Hope everyone is doing wonderfully. After a short breather at the start of the year, I jumped back into work full-swing making progress with Management In Space. A lot of the work has been back-end stuff as I rewrite the code structure, but I’ll try to cover some of the important stuff~!

  • 2D Conversion: I mentioned last time that I was planning to shift the game from 2.5D to 2D. This was unfortunately never going to be a simple one-button click, but it has been going really well! I speculate I’m about two-thirds through the conversion, however I’ve also been massively fixing and optimising the code as I go along. Many of the classes have been rewritten and simplified, especially how space objects are managed and interact with one-another. By the end of 2025 much of the base game had been built, but the growth in my abilities across the year was obvious in my code. Combined with some of the changed concepts from the start of the year and the rushed concepts at the end of the year, there was too much inconsistency and unnecessary script throughout the project. I’ve spent a good deal of time formatting everything, condensing and optimising functions, and working to ensure classes are more generic and less dependent upon one-another. All of this to to strengthen the foundation of this game as I work towards a public demo later this year, as well as future-prep for community modding down the track one day~
  • Flight Physics: AGAIN! Yes flight was updated again! This was done for two reasons; the biggest was the shift to 2D; while I could have copied much of my flight mechanics over, working in 2D gave me a chance to fix the system up. Previously, while many of the flight functions were relatively generic (convert Target to Velocity etc), this was all pre and post calculated using per-behaviour functions, creating a clustered mess of a class. The second reason is pivoting to using Godot‘s own physics engine instead of my own Flight Manager. I’m very happy with my flight systems, and mechanically they worked really well, but by utilising Godot‘s own physics I’m able to simplify much of my code, push basically all the flight calculations to the physics step, and also make the most of extra features the engine provides such as impacts and gravity wells! Flight is no longer a dedicated controller class, but a handful of short functions on the generic Space Object class coupled with a targeting class that cleverly and speedily tracks your flight targets.
  • Tags & Behaviours: Currently what I’m working on right now! Tags are a simple concept that allows assigning ids to objects. This means that if I need to check if an object is a Merchant for example, I can just look for the ‘merchant’ tag. I’m also implementing tags in such a way so that they can also apply ‘Attributes’; rules that modify how an object or the station function. For example an object with the ‘armoured’ tag can have an attribute that reduces kinetic damage by 50%.
    Tags work in tandem with the new Behaviour system as well. To preface, behaviour systems have always been a bit janky in prior versions of this game; the prototype had all the behaviour hard-coded, while last year’s alpha demo hard some flag-checks hard-coded alongside a mess of loadable ‘states, conditions, and actions’. Using states was actually good in theory, but how I had implemented them was not; I was so focused on having an open-ended “everything is possible and adjustable” system that I was building this massive call-and-response network of scriptable behaviours with which every actor needed to have written for them. It was too much, and unnecessarily so. Recently, while researching options, I took a step back and looked at other games that had inspired M.I.S., and Noita stood out. Every actor is adheres to the same behaviour structure, but makes different choices based on their faction and tags, and this is exactly what I needed to do!
    Behaviour is now controlled through a network of States, not too unlike before, however now each State class defines it’s actions and conditions internally, much like a ‘State Machine’. Additionally though, it will frequently check it’s validity state, and call Success, Fail, and other In/Out triggers, closer to how a ‘Behaviour Tree’ works. All actors, unless told otherwise, will load the default initial state, and check it’s own Tags and Controllers to check the best path of behaviours to take. This new system will make writing new behaviour simpler, will ensure all actors are adaptable and can read and act according to changes in situations, and will still allow me to make custom behaviours for unique cases.

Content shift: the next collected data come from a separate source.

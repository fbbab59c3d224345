//! `/devices/{user}.json` (§6, §4.2).

use crate::mediators::device_registry;
use crate::mediators::session_manager;
use crate::model;
use crate::web::auth::credentials_from_request;
use crate::web::{blocking, pooled_connection, AppState, WebResult};

use actix_web::{web, HttpRequest, HttpResponse};
use serde::{Deserialize, Serialize};
use std::collections::HashMap;

#[derive(Serialize)]
struct DeviceView {
    id:            String,
    caption:       String,
    #[serde(rename = "type")]
    kind:          String,
    subscriptions: i64,
}

fn device_view(device: model::Device, subscriptions: i64) -> DeviceView {
    DeviceView {
        caption: device.caption.clone().unwrap_or_else(|| device.name.clone()),
        id: device.name,
        kind: device.kind,
        subscriptions,
    }
}

/// `GET /devices/{user}.json`: every active device, each annotated with the
/// user's (shared, device-independent) subscription count.
pub async fn list(
    state: web::Data<AppState>,
    req: HttpRequest,
    path: web::Path<String>,
) -> WebResult<HttpResponse> {
    let username = path.into_inner();
    let log = crate::middleware::log(&req, &state.log);
    let owned = credentials_from_request(&req, &username);

    let views = blocking(move || {
        let mut conn = pooled_connection(&state)?;
        let user_id =
            session_manager::authenticate(&log, &mut conn, state.user_store.as_ref(), &owned.as_credentials())?;

        let devices = device_registry::list_active(&mut conn, user_id)?;
        let subscriptions = crate::mediators::subscription_engine::current_set(&mut conn, user_id)?.len() as i64;

        Ok(devices.into_iter().map(|d| device_view(d, subscriptions)).collect::<Vec<_>>())
    })
    .await?;

    Ok(HttpResponse::Ok().json(views))
}

#[derive(Deserialize)]
pub struct UpsertBody {
    caption: Option<String>,
    #[serde(rename = "type")]
    kind:    Option<String>,
}

/// `POST /devices/{user}/{device}.json`: upserts a device's kind/caption
/// (§4.2's auto-create-on-write contract applies everywhere else; this
/// endpoint is the explicit registration path).
pub async fn upsert(
    state: web::Data<AppState>,
    req: HttpRequest,
    path: web::Path<(String, String)>,
    body: web::Json<UpsertBody>,
) -> WebResult<HttpResponse> {
    let (username, device_name) = path.into_inner();
    let log = crate::middleware::log(&req, &state.log);
    let owned = credentials_from_request(&req, &username);
    let body = body.into_inner();

    blocking(move || {
        let mut conn = pooled_connection(&state)?;
        let user_id =
            session_manager::authenticate(&log, &mut conn, state.user_store.as_ref(), &owned.as_credentials())?;

        device_registry::Upserter {
            user_id,
            name: device_name,
            kind: body.kind,
            caption: body.caption,
        }
        .run(&log, &mut conn)?;

        Ok(())
    })
    .await?;

    Ok(HttpResponse::Ok().json(HashMap::<String, String>::new()))
}
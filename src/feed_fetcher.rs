//! Feed metadata enrichment: an external collaborator this core consults
//! best-effort when it needs to create a catalog row for a newly-added
//! subscription.
//!
//! Shaped after the host's `url_fetcher`/`http_requester` Factory pattern --
//! a `FeedFetcher` trait, a `Live` implementation doing a real HTTP GET with
//! a hard deadline, and a `PassThrough` fixture for tests -- generalized to
//! the gpodder core's actual need (title + a couple of optional metadata
//! fields) rather than raw bytes.

use std::time::Duration;

/// The hard deadline from §5: "The feed fetcher imposes a hard 15-second
/// deadline; on expiry it yields a placeholder record and the subscription
/// add succeeds anyway."
pub const FETCH_DEADLINE: Duration = Duration::from_secs(15);

#[derive(Clone, Debug, PartialEq, Eq)]
pub struct FeedMetadata {
    pub title:       String,
    pub description: Option<String>,
    pub link_url:    Option<String>,
    pub image_url:   Option<String>,
    pub language:    Option<String>,
}

impl FeedMetadata {
    /// The placeholder inserted when a fetch fails or times out: "feedURL
    /// as title" (§3).
    pub fn placeholder(feed_url: &str) -> FeedMetadata {
        FeedMetadata {
            title:       feed_url.to_owned(),
            description: None,
            link_url:    None,
            image_url:   None,
            language:    None,
        }
    }
}

pub trait FeedFetcher: Send + Sync {
    /// Never returns an error: a failed fetch degrades to a placeholder,
    /// per the "best-effort feed enrichment" design note. The bool signals
    /// whether the result is a genuine fetch (`true`) or a placeholder
    /// (`false`), useful for logging.
    fn fetch(&self, feed_url: &str) -> (FeedMetadata, bool);
}

pub struct LiveFeedFetcher {
    client: reqwest::blocking::Client,
}

impl LiveFeedFetcher {
    pub fn new() -> LiveFeedFetcher {
        LiveFeedFetcher {
            client: reqwest::blocking::Client::builder()
                .timeout(FETCH_DEADLINE)
                .gzip(true)
                .build()
                .expect("failed to build HTTP client"),
        }
    }
}

impl Default for LiveFeedFetcher {
    fn default() -> Self {
        Self::new()
    }
}

impl FeedFetcher for LiveFeedFetcher {
    fn fetch(&self, feed_url: &str) -> (FeedMetadata, bool) {
        match self.client.get(feed_url).send().and_then(|r| r.text()) {
            Ok(body) => match parse_feed_title(&body) {
                Some(title) => (
                    FeedMetadata {
                        title,
                        description: None,
                        link_url: None,
                        image_url: None,
                        language: None,
                    },
                    true,
                ),
                None => (FeedMetadata::placeholder(feed_url), false),
            },
            Err(_) => (FeedMetadata::placeholder(feed_url), false),
        }
    }
}

/// A deliberately minimal extraction of `<title>...</title>` from an RSS/Atom
/// document's `<channel>`/`<feed>` header. Full feed parsing (item lists,
/// enclosures, etc.) is the host application's job; this core only needs
/// enough to avoid the placeholder title when a fetch does succeed.
fn parse_feed_title(body: &str) -> Option<String> {
    let start = body.find("<title")?;
    let tag_end = body[start..].find('>')? + start + 1;
    let end = body[tag_end..].find("</title>")? + tag_end;
    let raw = body[tag_end..end].trim();
    if raw.is_empty() {
        None
    } else {
        Some(
            raw.replace("<![CDATA[", "")
                .replace("]]>", "")
                .trim()
                .to_owned(),
        )
    }
}

/// Fixture implementation: returns a canned title derived from the URL, or
/// a configured failure, without touching the network.
pub struct PassThroughFeedFetcher {
    pub fail: bool,
}

impl PassThroughFeedFetcher {
    pub fn new() -> PassThroughFeedFetcher {
        PassThroughFeedFetcher { fail: false }
    }

    pub fn failing() -> PassThroughFeedFetcher {
        PassThroughFeedFetcher { fail: true }
    }
}

impl Default for PassThroughFeedFetcher {
    fn default() -> Self {
        Self::new()
    }
}

impl FeedFetcher for PassThroughFeedFetcher {
    fn fetch(&self, feed_url: &str) -> (FeedMetadata, bool) {
        if self.fail {
            (FeedMetadata::placeholder(feed_url), false)
        } else {
            (
                FeedMetadata {
                    title:       format!("Test Podcast ({})", feed_url),
                    description: Some("A podcast used in tests.".to_owned()),
                    link_url:    None,
                    image_url:   None,
                    language:    Some("en".to_owned()),
                },
                true,
            )
        }
    }
}

#[cfg(test)]
mod tests {
    use super::*;

    #[test]
    fn test_placeholder() {
        let meta = FeedMetadata::placeholder("https://example.com/rss");
        assert_eq!("https://example.com/rss", meta.title);
    }

    #[test]
    fn test_pass_through_success() {
        let fetcher = PassThroughFeedFetcher::new();
        let (meta, ok) = fetcher.fetch("https://example.com/rss");
        assert!(ok);
        assert!(meta.title.contains("example.com"));
    }

    #[test]
    fn test_pass_through_failure_yields_placeholder() {
        let fetcher = PassThroughFeedFetcher::failing();
        let (meta, ok) = fetcher.fetch("https://example.com/rss");
        assert!(!ok);
        assert_eq!("https://example.com/rss", meta.title);
    }

    #[test]
    fn test_parse_feed_title() {
        let body = "<rss><channel><title>My Podcast</title></channel></rss>";
        assert_eq!(Some("My Podcast".to_owned()), parse_feed_title(body));
    }

    #[test]
    fn test_parse_feed_title_cdata() {
        let body = "<rss><channel><title><![CDATA[My Podcast]]></title></channel></rss>";
        assert_eq!(Some("My Podcast".to_owned()), parse_feed_title(body));
    }

    #[test]
    fn test_parse_feed_title_missing() {
        assert_eq!(None, parse_feed_title("<rss><channel></channel></rss>"));
    }
}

Looking back over my recent change-log, there have actually been way more changes than what I’ve mentioned here, but everything is still very back-end right now. I will say though Duncan has returned to his work on the game’s soundtrack, and Grace, the artist from roll, has rejoined me, this time as character designer! I’m hoping to have many amazing characters that you can chat with, befriend, fight, date and betray! (wait, date?! (˵ ¬ᴗ¬˵)) I’ll leave you with Grace‘s first draft of redesigning Arala, the non-binary administrator and the first character you talk to while they hack your ship and force you to become a Manager (in space)!
Till next time, all the best~! ^^

Concept art showing the character 'Arala', by Grace.